_What is being asked:_
Provide the number of lines in the entries below containing "inherited", with no further words.

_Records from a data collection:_
____________________

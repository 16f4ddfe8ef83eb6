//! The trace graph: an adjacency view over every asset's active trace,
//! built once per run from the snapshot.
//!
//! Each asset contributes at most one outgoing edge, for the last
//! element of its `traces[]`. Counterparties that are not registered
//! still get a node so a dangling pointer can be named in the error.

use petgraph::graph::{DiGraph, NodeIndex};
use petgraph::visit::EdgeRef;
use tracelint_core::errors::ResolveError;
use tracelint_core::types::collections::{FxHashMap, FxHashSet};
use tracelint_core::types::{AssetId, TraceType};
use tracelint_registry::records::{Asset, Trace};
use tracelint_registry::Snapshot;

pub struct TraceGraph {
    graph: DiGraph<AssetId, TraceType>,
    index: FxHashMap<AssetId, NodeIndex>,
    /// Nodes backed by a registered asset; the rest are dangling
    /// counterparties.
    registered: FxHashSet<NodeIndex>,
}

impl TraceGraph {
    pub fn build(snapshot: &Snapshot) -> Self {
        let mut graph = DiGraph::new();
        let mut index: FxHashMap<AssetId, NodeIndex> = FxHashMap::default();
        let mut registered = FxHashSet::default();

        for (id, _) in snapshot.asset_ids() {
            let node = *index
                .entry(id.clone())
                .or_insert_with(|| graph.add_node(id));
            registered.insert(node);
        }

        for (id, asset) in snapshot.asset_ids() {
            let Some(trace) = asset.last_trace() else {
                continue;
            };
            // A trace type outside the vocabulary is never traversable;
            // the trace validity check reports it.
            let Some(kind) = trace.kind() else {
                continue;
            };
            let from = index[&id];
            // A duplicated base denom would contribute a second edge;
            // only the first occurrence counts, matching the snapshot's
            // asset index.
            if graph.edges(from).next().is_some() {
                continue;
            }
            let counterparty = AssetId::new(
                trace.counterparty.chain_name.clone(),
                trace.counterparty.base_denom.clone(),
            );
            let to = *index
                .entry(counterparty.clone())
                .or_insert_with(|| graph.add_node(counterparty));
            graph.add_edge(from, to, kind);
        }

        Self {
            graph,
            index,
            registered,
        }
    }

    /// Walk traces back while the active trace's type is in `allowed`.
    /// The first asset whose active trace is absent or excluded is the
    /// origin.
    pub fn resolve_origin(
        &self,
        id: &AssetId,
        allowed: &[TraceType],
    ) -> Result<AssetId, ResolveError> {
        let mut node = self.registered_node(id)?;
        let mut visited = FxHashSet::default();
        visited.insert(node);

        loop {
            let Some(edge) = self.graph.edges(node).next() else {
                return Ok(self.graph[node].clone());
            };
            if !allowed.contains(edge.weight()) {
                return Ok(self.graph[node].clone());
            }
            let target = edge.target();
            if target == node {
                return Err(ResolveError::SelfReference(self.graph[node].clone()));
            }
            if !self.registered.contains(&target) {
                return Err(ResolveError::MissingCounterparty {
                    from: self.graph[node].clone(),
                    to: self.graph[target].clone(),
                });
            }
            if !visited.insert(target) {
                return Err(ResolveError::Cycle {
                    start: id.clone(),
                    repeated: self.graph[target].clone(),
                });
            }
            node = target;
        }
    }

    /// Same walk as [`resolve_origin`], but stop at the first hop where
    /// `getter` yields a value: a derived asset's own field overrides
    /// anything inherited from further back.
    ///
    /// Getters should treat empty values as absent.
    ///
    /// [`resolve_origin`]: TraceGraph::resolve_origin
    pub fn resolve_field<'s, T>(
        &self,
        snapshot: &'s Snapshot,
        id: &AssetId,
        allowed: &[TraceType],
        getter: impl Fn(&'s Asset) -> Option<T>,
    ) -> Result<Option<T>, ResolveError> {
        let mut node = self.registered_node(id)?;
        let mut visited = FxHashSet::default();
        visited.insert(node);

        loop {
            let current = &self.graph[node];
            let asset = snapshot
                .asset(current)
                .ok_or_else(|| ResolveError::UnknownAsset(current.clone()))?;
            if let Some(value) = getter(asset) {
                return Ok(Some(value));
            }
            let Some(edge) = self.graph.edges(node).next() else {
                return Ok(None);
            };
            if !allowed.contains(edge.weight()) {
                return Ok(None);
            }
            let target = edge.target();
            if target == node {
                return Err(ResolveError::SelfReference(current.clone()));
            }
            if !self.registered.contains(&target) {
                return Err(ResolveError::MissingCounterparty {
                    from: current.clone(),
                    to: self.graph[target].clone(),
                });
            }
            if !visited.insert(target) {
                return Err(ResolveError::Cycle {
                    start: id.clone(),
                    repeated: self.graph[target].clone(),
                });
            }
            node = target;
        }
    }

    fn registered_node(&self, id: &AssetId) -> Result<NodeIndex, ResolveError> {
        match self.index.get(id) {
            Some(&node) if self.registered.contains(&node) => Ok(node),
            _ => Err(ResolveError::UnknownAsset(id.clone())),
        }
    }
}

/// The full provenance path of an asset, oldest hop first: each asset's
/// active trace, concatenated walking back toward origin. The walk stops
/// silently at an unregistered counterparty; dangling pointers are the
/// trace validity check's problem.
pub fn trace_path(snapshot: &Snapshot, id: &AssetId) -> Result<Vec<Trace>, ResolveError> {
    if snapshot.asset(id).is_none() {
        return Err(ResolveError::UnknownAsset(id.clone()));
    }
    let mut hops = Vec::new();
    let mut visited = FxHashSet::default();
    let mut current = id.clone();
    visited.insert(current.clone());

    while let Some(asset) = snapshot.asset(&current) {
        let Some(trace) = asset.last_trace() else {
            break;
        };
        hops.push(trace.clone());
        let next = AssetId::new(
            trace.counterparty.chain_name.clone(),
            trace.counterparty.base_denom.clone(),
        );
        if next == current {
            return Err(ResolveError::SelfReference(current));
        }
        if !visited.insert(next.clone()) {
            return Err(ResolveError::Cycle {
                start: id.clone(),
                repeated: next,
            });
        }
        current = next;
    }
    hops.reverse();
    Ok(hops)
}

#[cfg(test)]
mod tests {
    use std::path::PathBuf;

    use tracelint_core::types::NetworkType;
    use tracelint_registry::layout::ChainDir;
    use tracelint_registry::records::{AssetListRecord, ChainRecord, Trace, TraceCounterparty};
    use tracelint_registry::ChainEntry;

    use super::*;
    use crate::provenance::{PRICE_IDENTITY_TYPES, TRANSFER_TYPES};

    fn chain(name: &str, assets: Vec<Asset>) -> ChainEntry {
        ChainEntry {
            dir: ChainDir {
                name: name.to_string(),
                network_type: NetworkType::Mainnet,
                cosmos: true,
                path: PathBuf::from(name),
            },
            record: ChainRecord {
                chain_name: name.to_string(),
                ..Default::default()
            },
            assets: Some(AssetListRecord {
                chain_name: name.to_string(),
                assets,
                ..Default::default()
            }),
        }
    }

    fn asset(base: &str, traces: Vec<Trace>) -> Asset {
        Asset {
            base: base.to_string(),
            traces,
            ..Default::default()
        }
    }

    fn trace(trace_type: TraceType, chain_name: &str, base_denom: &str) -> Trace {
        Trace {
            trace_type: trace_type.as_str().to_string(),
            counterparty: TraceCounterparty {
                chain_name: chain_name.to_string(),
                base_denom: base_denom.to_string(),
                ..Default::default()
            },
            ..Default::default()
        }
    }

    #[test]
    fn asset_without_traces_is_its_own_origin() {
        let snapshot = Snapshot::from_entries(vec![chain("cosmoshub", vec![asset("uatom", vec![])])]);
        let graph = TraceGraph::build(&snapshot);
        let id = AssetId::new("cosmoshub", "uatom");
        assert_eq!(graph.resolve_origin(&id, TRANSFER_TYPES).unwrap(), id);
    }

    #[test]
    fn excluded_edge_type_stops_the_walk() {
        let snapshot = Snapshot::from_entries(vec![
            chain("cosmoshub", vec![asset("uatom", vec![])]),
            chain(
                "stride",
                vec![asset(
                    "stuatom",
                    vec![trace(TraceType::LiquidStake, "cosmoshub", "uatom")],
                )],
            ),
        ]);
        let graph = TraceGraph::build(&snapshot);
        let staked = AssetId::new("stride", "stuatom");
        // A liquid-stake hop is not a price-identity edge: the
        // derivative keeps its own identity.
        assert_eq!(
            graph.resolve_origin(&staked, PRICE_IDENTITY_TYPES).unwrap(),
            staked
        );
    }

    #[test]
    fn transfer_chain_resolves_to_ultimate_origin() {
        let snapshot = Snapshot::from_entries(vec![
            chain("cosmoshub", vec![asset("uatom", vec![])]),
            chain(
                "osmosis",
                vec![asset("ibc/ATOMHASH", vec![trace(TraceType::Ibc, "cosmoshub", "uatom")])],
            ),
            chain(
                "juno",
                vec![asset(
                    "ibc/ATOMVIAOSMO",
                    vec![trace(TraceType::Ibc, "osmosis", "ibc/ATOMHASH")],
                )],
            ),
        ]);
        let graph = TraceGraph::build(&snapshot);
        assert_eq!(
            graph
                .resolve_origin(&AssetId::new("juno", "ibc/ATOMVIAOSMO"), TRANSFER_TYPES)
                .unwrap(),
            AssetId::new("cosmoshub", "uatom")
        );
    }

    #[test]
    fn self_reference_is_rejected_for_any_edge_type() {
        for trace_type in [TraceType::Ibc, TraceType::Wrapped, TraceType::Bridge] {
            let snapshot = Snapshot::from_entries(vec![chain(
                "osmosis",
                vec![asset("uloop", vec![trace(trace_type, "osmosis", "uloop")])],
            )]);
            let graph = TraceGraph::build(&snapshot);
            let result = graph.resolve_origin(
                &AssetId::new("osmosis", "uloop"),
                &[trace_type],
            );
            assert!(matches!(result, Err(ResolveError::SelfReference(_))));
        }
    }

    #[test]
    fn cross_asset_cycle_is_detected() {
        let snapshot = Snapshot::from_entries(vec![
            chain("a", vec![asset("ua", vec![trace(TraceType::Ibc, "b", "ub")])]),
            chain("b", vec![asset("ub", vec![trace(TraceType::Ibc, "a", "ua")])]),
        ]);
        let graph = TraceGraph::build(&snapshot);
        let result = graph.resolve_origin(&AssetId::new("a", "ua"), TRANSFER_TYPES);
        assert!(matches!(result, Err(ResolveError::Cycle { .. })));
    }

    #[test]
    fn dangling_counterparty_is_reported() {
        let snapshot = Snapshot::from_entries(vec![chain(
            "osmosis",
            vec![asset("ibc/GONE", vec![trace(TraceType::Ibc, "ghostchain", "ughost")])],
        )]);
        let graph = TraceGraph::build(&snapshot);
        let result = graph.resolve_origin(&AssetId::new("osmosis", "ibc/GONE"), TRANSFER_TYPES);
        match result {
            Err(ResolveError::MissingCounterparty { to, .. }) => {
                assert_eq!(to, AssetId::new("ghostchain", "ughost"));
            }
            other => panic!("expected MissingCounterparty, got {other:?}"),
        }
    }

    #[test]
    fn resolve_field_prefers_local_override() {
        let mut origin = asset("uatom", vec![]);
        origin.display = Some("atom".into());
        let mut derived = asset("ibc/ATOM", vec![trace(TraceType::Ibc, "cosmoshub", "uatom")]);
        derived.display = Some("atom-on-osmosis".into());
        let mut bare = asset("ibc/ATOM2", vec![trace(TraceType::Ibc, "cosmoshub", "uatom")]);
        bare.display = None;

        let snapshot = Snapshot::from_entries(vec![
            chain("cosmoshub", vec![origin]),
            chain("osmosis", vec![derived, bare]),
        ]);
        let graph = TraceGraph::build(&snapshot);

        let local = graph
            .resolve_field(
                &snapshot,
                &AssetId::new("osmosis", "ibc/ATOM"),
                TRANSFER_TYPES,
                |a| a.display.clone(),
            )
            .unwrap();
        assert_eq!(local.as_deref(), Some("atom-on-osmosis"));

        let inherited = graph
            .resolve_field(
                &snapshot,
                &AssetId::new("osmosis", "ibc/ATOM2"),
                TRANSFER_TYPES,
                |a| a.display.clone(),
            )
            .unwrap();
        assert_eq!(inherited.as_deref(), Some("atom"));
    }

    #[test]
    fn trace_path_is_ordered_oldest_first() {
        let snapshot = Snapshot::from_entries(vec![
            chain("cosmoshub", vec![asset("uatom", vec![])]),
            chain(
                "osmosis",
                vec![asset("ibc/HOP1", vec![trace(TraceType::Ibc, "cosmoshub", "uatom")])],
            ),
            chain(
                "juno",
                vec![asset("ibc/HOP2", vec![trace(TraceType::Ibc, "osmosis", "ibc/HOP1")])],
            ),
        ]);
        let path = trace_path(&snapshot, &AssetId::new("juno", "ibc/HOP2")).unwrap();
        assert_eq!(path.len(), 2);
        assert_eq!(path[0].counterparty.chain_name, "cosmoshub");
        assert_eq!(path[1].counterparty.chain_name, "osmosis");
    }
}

____________________

_Result of the exercise:_
3